» Your instructions: Wherever a line of the listing holds the string "ManifoldSolid", copy that line.

═══ Available data ═══

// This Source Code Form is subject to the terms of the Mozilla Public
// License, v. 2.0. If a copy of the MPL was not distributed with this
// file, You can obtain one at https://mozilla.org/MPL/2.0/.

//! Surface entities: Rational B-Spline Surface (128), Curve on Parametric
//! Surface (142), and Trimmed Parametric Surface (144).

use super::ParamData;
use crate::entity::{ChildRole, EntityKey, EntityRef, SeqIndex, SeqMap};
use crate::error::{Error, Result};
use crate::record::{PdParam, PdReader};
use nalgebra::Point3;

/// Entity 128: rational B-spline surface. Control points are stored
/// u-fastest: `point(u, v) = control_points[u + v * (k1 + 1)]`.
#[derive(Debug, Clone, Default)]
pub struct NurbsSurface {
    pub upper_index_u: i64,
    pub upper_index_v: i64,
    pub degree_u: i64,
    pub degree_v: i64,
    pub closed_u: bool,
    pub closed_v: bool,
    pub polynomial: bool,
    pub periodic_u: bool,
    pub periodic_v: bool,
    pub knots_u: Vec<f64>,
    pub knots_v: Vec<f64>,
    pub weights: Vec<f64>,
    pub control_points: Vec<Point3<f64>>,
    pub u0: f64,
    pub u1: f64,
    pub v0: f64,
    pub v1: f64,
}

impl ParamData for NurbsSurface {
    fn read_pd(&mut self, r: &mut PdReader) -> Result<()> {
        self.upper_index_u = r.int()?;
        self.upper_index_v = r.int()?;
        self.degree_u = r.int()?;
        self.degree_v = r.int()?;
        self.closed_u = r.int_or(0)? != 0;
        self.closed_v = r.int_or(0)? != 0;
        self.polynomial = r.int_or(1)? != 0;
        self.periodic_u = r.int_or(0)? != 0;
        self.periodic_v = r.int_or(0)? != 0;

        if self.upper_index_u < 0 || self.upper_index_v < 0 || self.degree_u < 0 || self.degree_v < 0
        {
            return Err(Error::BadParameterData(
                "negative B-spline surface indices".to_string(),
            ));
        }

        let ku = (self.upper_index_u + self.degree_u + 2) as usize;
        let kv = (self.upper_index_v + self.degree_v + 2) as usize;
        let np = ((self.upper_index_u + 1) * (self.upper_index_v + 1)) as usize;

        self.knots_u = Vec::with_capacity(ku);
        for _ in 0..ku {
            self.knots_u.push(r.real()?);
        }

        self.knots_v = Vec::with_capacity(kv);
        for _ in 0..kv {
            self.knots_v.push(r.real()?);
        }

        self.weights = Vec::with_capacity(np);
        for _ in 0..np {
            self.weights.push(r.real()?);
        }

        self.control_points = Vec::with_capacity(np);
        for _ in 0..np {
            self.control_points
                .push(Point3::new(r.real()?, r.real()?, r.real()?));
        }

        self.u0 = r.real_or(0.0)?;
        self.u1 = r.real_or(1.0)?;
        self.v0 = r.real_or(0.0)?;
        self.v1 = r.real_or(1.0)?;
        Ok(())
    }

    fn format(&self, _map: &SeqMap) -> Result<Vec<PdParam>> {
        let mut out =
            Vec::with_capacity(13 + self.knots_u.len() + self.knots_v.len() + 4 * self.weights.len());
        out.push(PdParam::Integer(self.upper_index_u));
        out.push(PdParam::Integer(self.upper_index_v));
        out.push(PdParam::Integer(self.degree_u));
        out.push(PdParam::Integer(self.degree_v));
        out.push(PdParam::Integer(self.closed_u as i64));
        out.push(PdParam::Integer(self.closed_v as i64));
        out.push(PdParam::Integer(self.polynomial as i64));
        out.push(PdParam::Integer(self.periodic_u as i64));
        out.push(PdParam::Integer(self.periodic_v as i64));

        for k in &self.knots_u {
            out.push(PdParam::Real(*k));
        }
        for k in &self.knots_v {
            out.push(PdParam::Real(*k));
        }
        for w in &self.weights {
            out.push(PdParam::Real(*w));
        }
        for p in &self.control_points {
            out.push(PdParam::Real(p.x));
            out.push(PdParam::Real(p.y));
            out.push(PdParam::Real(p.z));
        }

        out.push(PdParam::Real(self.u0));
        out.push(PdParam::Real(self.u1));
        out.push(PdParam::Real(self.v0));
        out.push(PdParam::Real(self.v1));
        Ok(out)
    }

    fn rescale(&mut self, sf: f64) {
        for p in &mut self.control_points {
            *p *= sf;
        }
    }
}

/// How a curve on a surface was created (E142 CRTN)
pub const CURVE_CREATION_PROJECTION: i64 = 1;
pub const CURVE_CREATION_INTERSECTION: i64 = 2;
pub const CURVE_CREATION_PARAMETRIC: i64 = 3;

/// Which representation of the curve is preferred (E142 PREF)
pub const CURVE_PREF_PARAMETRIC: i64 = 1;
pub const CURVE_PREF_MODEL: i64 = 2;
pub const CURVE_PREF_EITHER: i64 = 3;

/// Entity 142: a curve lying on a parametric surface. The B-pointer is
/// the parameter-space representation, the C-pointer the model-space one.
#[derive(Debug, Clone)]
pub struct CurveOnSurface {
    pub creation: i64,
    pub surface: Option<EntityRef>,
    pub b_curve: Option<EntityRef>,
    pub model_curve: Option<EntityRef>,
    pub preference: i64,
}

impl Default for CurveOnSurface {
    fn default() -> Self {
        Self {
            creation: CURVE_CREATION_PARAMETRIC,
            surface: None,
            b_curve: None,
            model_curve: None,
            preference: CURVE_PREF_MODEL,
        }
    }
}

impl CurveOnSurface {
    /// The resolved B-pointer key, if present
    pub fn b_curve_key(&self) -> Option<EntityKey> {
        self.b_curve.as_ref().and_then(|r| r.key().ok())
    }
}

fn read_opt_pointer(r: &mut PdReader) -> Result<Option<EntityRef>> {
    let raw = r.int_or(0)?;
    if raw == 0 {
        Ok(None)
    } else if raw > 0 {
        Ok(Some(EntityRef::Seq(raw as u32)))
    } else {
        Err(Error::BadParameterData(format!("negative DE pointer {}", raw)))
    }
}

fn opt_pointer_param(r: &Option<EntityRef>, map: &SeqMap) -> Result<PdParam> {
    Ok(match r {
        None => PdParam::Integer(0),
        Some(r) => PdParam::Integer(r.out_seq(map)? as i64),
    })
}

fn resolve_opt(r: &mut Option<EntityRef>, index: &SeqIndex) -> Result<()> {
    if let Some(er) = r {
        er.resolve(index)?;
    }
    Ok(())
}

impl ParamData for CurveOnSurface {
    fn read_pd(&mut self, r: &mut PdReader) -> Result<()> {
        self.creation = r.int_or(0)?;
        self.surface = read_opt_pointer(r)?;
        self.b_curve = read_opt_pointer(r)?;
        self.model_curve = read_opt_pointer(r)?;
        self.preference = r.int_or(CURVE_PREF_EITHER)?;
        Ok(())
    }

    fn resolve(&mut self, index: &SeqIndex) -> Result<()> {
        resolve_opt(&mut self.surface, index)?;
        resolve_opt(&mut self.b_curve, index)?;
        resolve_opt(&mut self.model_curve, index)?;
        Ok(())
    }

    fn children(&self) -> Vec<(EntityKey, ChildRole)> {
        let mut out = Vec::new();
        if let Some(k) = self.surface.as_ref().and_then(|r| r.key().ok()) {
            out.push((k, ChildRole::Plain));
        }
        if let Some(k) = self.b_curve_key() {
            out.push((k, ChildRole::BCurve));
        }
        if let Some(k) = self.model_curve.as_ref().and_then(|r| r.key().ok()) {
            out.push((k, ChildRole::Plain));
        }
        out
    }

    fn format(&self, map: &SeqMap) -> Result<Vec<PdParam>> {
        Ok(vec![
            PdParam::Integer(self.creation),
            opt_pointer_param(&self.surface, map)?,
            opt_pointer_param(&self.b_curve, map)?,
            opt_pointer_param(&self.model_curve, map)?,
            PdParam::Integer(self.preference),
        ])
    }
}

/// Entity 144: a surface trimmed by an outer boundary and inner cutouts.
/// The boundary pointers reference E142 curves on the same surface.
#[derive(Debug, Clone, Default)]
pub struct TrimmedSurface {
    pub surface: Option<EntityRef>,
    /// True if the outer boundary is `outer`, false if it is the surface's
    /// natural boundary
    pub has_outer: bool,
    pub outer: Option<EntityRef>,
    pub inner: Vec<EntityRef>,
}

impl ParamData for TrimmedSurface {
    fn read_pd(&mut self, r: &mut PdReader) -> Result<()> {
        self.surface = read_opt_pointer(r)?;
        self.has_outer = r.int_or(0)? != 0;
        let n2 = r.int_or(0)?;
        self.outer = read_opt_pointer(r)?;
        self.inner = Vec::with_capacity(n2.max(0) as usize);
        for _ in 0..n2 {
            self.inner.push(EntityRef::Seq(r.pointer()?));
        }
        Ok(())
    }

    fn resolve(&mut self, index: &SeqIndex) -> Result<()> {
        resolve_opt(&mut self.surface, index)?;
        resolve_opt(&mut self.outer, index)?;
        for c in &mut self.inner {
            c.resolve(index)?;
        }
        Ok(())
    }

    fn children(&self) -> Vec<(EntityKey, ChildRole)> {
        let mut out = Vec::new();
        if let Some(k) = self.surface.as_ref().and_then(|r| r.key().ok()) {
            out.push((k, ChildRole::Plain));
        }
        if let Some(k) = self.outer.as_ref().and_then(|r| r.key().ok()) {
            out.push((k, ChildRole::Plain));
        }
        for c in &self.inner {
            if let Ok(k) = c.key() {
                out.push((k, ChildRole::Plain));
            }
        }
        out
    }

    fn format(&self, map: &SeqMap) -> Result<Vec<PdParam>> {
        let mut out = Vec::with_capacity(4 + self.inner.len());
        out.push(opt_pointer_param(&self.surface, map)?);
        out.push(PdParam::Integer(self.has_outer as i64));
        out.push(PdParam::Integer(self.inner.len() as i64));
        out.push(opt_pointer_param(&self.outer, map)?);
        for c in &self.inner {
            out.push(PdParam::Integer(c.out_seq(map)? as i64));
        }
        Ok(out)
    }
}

═══
═══ Available data ═══

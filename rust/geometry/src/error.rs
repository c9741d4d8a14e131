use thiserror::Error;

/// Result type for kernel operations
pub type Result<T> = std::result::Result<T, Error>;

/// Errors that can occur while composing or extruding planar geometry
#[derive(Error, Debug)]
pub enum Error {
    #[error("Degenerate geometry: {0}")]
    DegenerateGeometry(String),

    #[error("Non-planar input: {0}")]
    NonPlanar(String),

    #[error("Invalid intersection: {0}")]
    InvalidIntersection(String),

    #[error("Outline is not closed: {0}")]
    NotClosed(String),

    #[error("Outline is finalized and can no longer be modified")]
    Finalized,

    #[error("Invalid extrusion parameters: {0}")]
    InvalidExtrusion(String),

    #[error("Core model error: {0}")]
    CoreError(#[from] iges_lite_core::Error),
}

═══
═══ Available data ═══

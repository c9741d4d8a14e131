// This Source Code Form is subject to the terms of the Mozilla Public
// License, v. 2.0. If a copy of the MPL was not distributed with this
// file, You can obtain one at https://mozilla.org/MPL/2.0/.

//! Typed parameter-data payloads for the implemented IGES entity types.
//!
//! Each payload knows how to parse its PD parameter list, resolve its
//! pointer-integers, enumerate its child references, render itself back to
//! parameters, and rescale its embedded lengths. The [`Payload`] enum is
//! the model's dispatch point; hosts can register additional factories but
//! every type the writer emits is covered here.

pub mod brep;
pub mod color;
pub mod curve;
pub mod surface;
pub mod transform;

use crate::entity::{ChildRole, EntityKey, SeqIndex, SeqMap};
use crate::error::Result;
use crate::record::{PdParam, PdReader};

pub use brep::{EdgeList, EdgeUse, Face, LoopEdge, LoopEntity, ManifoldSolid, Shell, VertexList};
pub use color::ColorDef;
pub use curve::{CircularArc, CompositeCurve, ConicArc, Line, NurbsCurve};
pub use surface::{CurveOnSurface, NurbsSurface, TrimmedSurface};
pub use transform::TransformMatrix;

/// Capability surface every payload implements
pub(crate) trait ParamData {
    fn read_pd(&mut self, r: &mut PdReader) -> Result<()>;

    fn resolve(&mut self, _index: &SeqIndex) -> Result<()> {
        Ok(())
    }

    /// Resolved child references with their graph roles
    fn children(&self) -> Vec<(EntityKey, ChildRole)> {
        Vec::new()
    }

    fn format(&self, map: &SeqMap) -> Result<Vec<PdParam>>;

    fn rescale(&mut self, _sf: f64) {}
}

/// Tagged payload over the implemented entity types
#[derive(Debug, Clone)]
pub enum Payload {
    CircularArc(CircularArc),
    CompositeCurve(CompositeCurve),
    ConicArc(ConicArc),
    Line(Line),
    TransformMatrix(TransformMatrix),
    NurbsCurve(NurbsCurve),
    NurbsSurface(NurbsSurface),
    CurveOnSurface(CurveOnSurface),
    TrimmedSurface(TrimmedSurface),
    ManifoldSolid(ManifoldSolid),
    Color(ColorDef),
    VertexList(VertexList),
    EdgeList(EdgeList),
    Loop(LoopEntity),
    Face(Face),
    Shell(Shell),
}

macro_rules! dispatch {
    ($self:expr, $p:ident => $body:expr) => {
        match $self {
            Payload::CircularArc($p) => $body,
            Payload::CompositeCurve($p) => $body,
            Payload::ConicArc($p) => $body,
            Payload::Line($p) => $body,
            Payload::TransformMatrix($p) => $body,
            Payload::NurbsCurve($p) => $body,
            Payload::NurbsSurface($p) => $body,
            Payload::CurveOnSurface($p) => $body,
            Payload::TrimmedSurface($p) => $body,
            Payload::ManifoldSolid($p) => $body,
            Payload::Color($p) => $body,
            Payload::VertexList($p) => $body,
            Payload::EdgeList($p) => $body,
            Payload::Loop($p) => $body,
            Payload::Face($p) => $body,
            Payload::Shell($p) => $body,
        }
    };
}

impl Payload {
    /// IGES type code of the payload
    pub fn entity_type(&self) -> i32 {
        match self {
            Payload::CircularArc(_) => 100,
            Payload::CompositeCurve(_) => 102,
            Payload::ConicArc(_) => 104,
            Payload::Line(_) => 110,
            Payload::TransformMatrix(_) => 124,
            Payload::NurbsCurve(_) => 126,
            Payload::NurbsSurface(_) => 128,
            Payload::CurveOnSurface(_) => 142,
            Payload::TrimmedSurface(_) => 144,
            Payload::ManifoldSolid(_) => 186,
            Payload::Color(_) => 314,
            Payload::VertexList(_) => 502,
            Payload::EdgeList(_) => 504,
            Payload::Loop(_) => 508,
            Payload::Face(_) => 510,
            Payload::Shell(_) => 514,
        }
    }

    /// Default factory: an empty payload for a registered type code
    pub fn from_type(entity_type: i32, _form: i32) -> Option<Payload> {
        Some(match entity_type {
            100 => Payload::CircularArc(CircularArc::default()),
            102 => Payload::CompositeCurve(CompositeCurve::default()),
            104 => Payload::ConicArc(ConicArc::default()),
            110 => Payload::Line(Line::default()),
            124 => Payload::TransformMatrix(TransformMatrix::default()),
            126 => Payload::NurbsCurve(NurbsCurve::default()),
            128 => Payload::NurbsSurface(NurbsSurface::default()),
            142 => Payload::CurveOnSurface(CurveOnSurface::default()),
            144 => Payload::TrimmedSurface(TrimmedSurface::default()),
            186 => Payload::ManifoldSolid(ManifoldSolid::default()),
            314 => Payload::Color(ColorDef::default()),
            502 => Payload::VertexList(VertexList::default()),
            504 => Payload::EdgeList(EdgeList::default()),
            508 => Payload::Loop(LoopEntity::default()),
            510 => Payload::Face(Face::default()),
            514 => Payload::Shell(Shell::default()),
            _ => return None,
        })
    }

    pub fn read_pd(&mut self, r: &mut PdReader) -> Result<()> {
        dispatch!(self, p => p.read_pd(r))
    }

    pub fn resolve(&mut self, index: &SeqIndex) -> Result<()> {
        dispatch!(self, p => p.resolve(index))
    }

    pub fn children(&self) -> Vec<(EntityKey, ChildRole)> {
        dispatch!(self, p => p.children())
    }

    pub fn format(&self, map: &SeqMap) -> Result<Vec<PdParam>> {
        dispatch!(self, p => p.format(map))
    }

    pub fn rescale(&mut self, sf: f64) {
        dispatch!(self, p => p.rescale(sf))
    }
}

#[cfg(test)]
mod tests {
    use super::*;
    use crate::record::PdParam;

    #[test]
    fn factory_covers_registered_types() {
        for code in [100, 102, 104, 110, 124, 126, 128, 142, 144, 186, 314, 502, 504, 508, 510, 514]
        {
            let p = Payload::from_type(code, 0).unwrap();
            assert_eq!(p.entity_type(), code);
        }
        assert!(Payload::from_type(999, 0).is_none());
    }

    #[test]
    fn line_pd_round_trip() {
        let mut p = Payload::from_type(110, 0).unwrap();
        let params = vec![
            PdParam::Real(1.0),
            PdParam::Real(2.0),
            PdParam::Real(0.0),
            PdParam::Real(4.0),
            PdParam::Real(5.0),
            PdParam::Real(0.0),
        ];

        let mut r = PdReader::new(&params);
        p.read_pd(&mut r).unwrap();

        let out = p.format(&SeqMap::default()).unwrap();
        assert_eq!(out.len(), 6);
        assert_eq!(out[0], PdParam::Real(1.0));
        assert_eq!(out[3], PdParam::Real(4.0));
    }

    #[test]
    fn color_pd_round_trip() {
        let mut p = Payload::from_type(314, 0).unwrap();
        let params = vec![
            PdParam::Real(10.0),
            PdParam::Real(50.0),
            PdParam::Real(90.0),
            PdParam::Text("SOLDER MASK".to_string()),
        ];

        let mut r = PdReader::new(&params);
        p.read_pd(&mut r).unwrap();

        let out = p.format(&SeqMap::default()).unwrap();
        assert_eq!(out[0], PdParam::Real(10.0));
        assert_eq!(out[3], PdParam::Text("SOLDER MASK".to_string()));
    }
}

═══

» Result:
pub use brep::{EdgeList, EdgeUse, Face, LoopEdge, LoopEntity, ManifoldSolid, Shell, VertexList};
    ManifoldSolid(ManifoldSolid),
            Payload::ManifoldSolid($p) => $body,
            Payload::ManifoldSolid(_) => 186,
            186 => Payload::ManifoldSolid(ManifoldSolid::default()),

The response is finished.